## Work to complete
Copy each entry as written.

## Given data

//! Configuration context: ordered sources, filters and the combination policy

use crate::combine::{CombinationPolicy, OverridePolicy};
use crate::filter::PropertyFilter;
use crate::source::{PropertySource, SourceOrdering};

use std::sync::Arc;
use tracing::debug;

/// Immutable set of everything a [`crate::Configuration`] evaluates
#[derive(Clone)]
pub struct ConfigurationContext {
    /// Sources in evaluation order (ascending ordinal)
    sources: Vec<Arc<dyn PropertySource>>,
    filters: Vec<Arc<dyn PropertyFilter>>,
    policy: Arc<dyn CombinationPolicy>,
}

impl ConfigurationContext {
    pub fn builder() -> ConfigurationContextBuilder {
        ConfigurationContextBuilder::new()
    }

    /// Context without sources or filters
    pub fn empty() -> Self {
        Self::builder().build()
    }

    /// Sources in evaluation order, lowest ordinal first
    pub fn sources(&self) -> &[Arc<dyn PropertySource>] {
        &self.sources
    }

    pub fn source(&self, name: &str) -> Option<&Arc<dyn PropertySource>> {
        self.sources.iter().find(|s| s.name() == name)
    }

    pub fn filters(&self) -> &[Arc<dyn PropertyFilter>] {
        &self.filters
    }

    pub fn policy(&self) -> &dyn CombinationPolicy {
        self.policy.as_ref()
    }

    /// Builder pre-populated with this context
    pub fn to_builder(&self) -> ConfigurationContextBuilder {
        ConfigurationContextBuilder {
            sources: self.sources.clone(),
            filters: self.filters.clone(),
            policy: Arc::clone(&self.policy),
        }
    }
}

impl Default for ConfigurationContext {
    fn default() -> Self {
        Self::empty()
    }
}

impl std::fmt::Debug for ConfigurationContext {
    fn fmt(&self, f: &mut std::fmt::Formatter<'_>) -> std::fmt::Result {
        f.debug_struct("ConfigurationContext")
            .field(
                "sources",
                &self
                    .sources
                    .iter()
                    .map(|s| (s.name().to_string(), s.ordinal()))
                    .collect::<Vec<_>>(),
            )
            .field("filters", &self.filters.len())
            .field("policy", &self.policy)
            .finish()
    }
}

/// Builder for [`ConfigurationContext`]
pub struct ConfigurationContextBuilder {
    sources: Vec<Arc<dyn PropertySource>>,
    filters: Vec<Arc<dyn PropertyFilter>>,
    policy: Arc<dyn CombinationPolicy>,
}

impl ConfigurationContextBuilder {
    pub fn new() -> Self {
        Self {
            sources: Vec::new(),
            filters: Vec::new(),
            policy: Arc::new(OverridePolicy),
        }
    }

    /// Add a source; a source with the same name is replaced
    pub fn add_source(self, source: impl PropertySource + 'static) -> Self {
        self.add_shared_source(Arc::new(source))
    }

    pub fn add_shared_source(mut self, source: Arc<dyn PropertySource>) -> Self {
        if let Some(pos) = self.sources.iter().position(|s| s.name() == source.name()) {
            debug!("Replacing property source {}", source.name());
            self.sources.remove(pos);
        }
        self.sources.push(source);
        self
    }

    pub fn add_sources(self, sources: impl IntoIterator<Item = Arc<dyn PropertySource>>) -> Self {
        sources
            .into_iter()
            .fold(self, |builder, source| builder.add_shared_source(source))
    }

    pub fn remove_source(mut self, name: &str) -> Self {
        self.sources.retain(|s| s.name() != name);
        self
    }

    pub fn add_filter(self, filter: impl PropertyFilter + 'static) -> Self {
        self.add_shared_filter(Arc::new(filter))
    }

    pub fn add_shared_filter(mut self, filter: Arc<dyn PropertyFilter>) -> Self {
        self.filters.push(filter);
        self
    }

    pub fn clear_filters(mut self) -> Self {
        self.filters.clear();
        self
    }

    pub fn with_policy(mut self, policy: impl CombinationPolicy + 'static) -> Self {
        self.policy = Arc::new(policy);
        self
    }

    pub fn build(mut self) -> ConfigurationContext {
        SourceOrdering::sort(&mut self.sources);
        ConfigurationContext {
            sources: self.sources,
            filters: self.filters,
            policy: self.policy,
        }
    }
}

impl Default for ConfigurationContextBuilder {
    fn default() -> Self {
        Self::new()
    }
}

#[cfg(test)]
mod tests {
    use super::*;
    use crate::sources::MapPropertySource;

    #[test]
    fn test_sources_sorted_on_build() {
        let context = ConfigurationContext::builder()
            .add_source(MapPropertySource::builder("env").ordinal(300).build())
            .add_source(MapPropertySource::builder("defaults").ordinal(0).build())
            .add_source(MapPropertySource::builder("file").ordinal(100).build())
            .build();

        let names: Vec<_> = context.sources().iter().map(|s| s.name()).collect();
        assert_eq!(names, vec!["defaults", "file", "env"]);
    }

    #[test]
    fn test_same_name_replaces() {
        let context = ConfigurationContext::builder()
            .add_source(MapPropertySource::builder("defaults").property("a", "1").build())
            .add_source(MapPropertySource::builder("defaults").property("a", "2").build())
            .build();

        assert_eq!(context.sources().len(), 1);
        let value = context.source("defaults").unwrap().get("a").unwrap();
        assert_eq!(value.value(), "2");
    }

    #[test]
    fn test_to_builder_round_trip() {
        let context = ConfigurationContext::builder()
            .add_source(MapPropertySource::builder("a").build())
            .add_source(MapPropertySource::builder("b").build())
            .build();

        let trimmed = context.to_builder().remove_source("a").build();
        assert_eq!(trimmed.sources().len(), 1);
        assert_eq!(context.sources().len(), 2);
    }
}
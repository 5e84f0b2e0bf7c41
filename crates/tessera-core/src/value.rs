//! Property values and their provenance

use serde::{Deserialize, Serialize};
use std::collections::BTreeMap;

/// A single configuration value together with where it came from.
///
/// Values are always kept as strings; typed access goes through
/// [`crate::convert`]. Metadata keys are free-form, but the library itself
/// only writes keys starting with `_`.
#[derive(Debug, Clone, PartialEq, Eq, Serialize, Deserialize)]
pub struct PropertyValue {
    key: String,
    value: String,
    source: String,
    #[serde(default, skip_serializing_if = "BTreeMap::is_empty")]
    metadata: BTreeMap<String, String>,
}

impl PropertyValue {
    /// Create a new value provided by `source`
    pub fn new(key: impl Into<String>, value: impl Into<String>, source: impl Into<String>) -> Self {
        Self {
            key: key.into(),
            value: value.into(),
            source: source.into(),
            metadata: BTreeMap::new(),
        }
    }

    /// Attach a metadata entry
    pub fn with_metadata(mut self, key: impl Into<String>, value: impl Into<String>) -> Self {
        self.metadata.insert(key.into(), value.into());
        self
    }

    /// Same key, source and metadata with a different value
    pub fn with_value(&self, value: impl Into<String>) -> Self {
        Self {
            key: self.key.clone(),
            value: value.into(),
            source: self.source.clone(),
            metadata: self.metadata.clone(),
        }
    }

    /// Same value, source and metadata under a different key
    pub fn with_key(&self, key: impl Into<String>) -> Self {
        Self {
            key: key.into(),
            value: self.value.clone(),
            source: self.source.clone(),
            metadata: self.metadata.clone(),
        }
    }

    pub fn key(&self) -> &str {
        &self.key
    }

    pub fn value(&self) -> &str {
        &self.value
    }

    pub fn source(&self) -> &str {
        &self.source
    }

    pub fn metadata(&self) -> &BTreeMap<String, String> {
        &self.metadata
    }

    pub fn metadata_entry(&self, key: &str) -> Option<&str> {
        self.metadata.get(key).map(String::as_str)
    }

    /// Consume the value, returning the raw string
    pub fn into_value(self) -> String {
        self.value
    }
}

impl std::fmt::Display for PropertyValue {
    fn fmt(&self, f: &mut std::fmt::Formatter<'_>) -> std::fmt::Result {
        write!(f, "{}={} ({})", self.key, self.value, self.source)
    }
}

## Response box
//! Configuration context: ordered sources, filters and the combination policy

use crate::combine::{CombinationPolicy, OverridePolicy};
use crate::filter::PropertyFilter;
use crate::source::{PropertySource, SourceOrdering};

use std::sync::Arc;
use tracing::debug;

/// Immutable set of everything a [`crate::Configuration`] evaluates
#[derive(Clone)]
pub struct ConfigurationContext {
    /// Sources in evaluation order (ascending ordinal)
    sources: Vec<Arc<dyn PropertySource>>,
    filters: Vec<Arc<dyn PropertyFilter>>,
    policy: Arc<dyn CombinationPolicy>,
}

impl ConfigurationContext {
    pub fn builder() -> ConfigurationContextBuilder {
        ConfigurationContextBuilder::new()
    }

    /// Context without sources or filters
    pub fn empty() -> Self {
        Self::builder().build()
    }

    /// Sources in evaluation order, lowest ordinal first
    pub fn sources(&self) -> &[Arc<dyn PropertySource>] {
        &self.sources
    }

    pub fn source(&self, name: &str) -> Option<&Arc<dyn PropertySource>> {
        self.sources.iter().find(|s| s.name() == name)
    }

    pub fn filters(&self) -> &[Arc<dyn PropertyFilter>] {
        &self.filters
    }

    pub fn policy(&self) -> &dyn CombinationPolicy {
        self.policy.as_ref()
    }

    /// Builder pre-populated with this context
    pub fn to_builder(&self) -> ConfigurationContextBuilder {
        ConfigurationContextBuilder {
            sources: self.sources.clone(),
            filters: self.filters.clone(),
            policy: Arc::clone(&self.policy),
        }
    }
}

impl Default for ConfigurationContext {
    fn default() -> Self {
        Self::empty()
    }
}

impl std::fmt::Debug for ConfigurationContext {
    fn fmt(&self, f: &mut std::fmt::Formatter<'_>) -> std::fmt::Result {
        f.debug_struct("ConfigurationContext")
            .field(
                "sources",
                &self
                    .sources
                    .iter()
                    .map(|s| (s.name().to_string(), s.ordinal()))
                    .collect::<Vec<_>>(),
            )
            .field("filters", &self.filters.len())
            .field("policy", &self.policy)
            .finish()
    }
}

/// Builder for [`ConfigurationContext`]
pub struct ConfigurationContextBuilder {
    sources: Vec<Arc<dyn PropertySource>>,
    filters: Vec<Arc<dyn PropertyFilter>>,
    policy: Arc<dyn CombinationPolicy>,
}

impl ConfigurationContextBuilder {
    pub fn new() -> Self {
        Self {
            sources: Vec::new(),
            filters: Vec::new(),
            policy: Arc::new(OverridePolicy),
        }
    }

    /// Add a source; a source with the same name is replaced
    pub fn add_source(self, source: impl PropertySource + 'static) -> Self {
        self.add_shared_source(Arc::new(source))
    }

    pub fn add_shared_source(mut self, source: Arc<dyn PropertySource>) -> Self {
        if let Some(pos) = self.sources.iter().position(|s| s.name() == source.name()) {
            debug!("Replacing property source {}", source.name());
            self.sources.remove(pos);
        }
        self.sources.push(source);
        self
    }

    pub fn add_sources(self, sources: impl IntoIterator<Item = Arc<dyn PropertySource>>) -> Self {
        sources
            .into_iter()
            .fold(self, |builder, source| builder.add_shared_source(source))
    }

    pub fn remove_source(mut self, name: &str) -> Self {
        self.sources.retain(|s| s.name() != name);
        self
    }

    pub fn add_filter(self, filter: impl PropertyFilter + 'static) -> Self {
        self.add_shared_filter(Arc::new(filter))
    }

    pub fn add_shared_filter(mut self, filter: Arc<dyn PropertyFilter>) -> Self {
        self.filters.push(filter);
        self
    }

    pub fn clear_filters(mut self) -> Self {
        self.filters.clear();
        self
    }

    pub fn with_policy(mut self, policy: impl CombinationPolicy + 'static) -> Self {
        self.policy = Arc::new(policy);
        self
    }

    pub fn build(mut self) -> ConfigurationContext {
        SourceOrdering::sort(&mut self.sources);
        ConfigurationContext {
            sources: self.sources,
            filters: self.filters,
            policy: self.policy,
        }
    }
}

impl Default for ConfigurationContextBuilder {
    fn default() -> Self {
        Self::new()
    }
}

#[cfg(test)]
mod tests {
    use super::*;
    use crate::sources::MapPropertySource;

    #[test]
    fn test_sources_sorted_on_build() {
        let context = ConfigurationContext::builder()
            .add_source(MapPropertySource::builder("env").ordinal(300).build())
            .add_source(MapPropertySource::builder("defaults").ordinal(0).build())
            .add_source(MapPropertySource::builder("file").ordinal(100).build())
            .build();

        let names: Vec<_> = context.sources().iter().map(|s| s.name()).collect();
        assert_eq!(names, vec!["defaults", "file", "env"]);
    }

    #[test]
    fn test_same_name_replaces() {
        let context = ConfigurationContext::builder()
            .add_source(MapPropertySource::builder("defaults").property("a", "1").build())
            .add_source(MapPropertySource::builder("defaults").property("a", "2").build())
            .build();

        assert_eq!(context.sources().len(), 1);
        let value = context.source("defaults").unwrap().get("a").unwrap();
        assert_eq!(value.value(), "2");
    }

    #[test]
    fn test_to_builder_round_trip() {
        let context = ConfigurationContext::builder()
            .add_source(MapPropertySource::builder("a").build())
            .add_source(MapPropertySource::builder("b").build())
            .build();

        let trimmed = context.to_builder().remove_source("a").build();
        assert_eq!(trimmed.sources().len(), 1);
        assert_eq!(context.sources().len(), 2);
    }
}
repository 5e84f0b2e0bf7c41
filename crates/tessera-core/src/value.rs
//! Property values and their provenance

use serde::{Deserialize, Serialize};
use std::collections::BTreeMap;

/// A single configuration value together with where it came from.
///
/// Values are always kept as strings; typed access goes through
/// [`crate::convert`]. Metadata keys are free-form, but the library itself
/// only writes keys starting with `_`.
#[derive(Debug, Clone, PartialEq, Eq, Serialize, Deserialize)]
pub struct PropertyValue {
    key: String,
    value: String,
    source: String,
    #[serde(default, skip_serializing_if = "BTreeMap::is_empty")]
    metadata: BTreeMap<String, String>,
}

impl PropertyValue {
    /// Create a new value provided by `source`
    pub fn new(key: impl Into<String>, value: impl Into<String>, source: impl Into<String>) -> Self {
        Self {
            key: key.into(),
            value: value.into(),
            source: source.into(),
            metadata: BTreeMap::new(),
        }
    }

    /// Attach a metadata entry
    pub fn with_metadata(mut self, key: impl Into<String>, value: impl Into<String>) -> Self {
        self.metadata.insert(key.into(), value.into());
        self
    }

    /// Same key, source and metadata with a different value
    pub fn with_value(&self, value: impl Into<String>) -> Self {
        Self {
            key: self.key.clone(),
            value: value.into(),
            source: self.source.clone(),
            metadata: self.metadata.clone(),
        }
    }

    /// Same value, source and metadata under a different key
    pub fn with_key(&self, key: impl Into<String>) -> Self {
        Self {
            key: key.into(),
            value: self.value.clone(),
            source: self.source.clone(),
            metadata: self.metadata.clone(),
        }
    }

    pub fn key(&self) -> &str {
        &self.key
    }

    pub fn value(&self) -> &str {
        &self.value
    }

    pub fn source(&self) -> &str {
        &self.source
    }

    pub fn metadata(&self) -> &BTreeMap<String, String> {
        &self.metadata
    }

    pub fn metadata_entry(&self, key: &str) -> Option<&str> {
        self.metadata.get(key).map(String::as_str)
    }

    /// Consume the value, returning the raw string
    pub fn into_value(self) -> String {
        self.value
    }
}

impl std::fmt::Display for PropertyValue {
    fn fmt(&self, f: &mut std::fmt::Formatter<'_>) -> std::fmt::Result {
        write!(f, "{}={} ({})", self.key, self.value, self.source)
    }
}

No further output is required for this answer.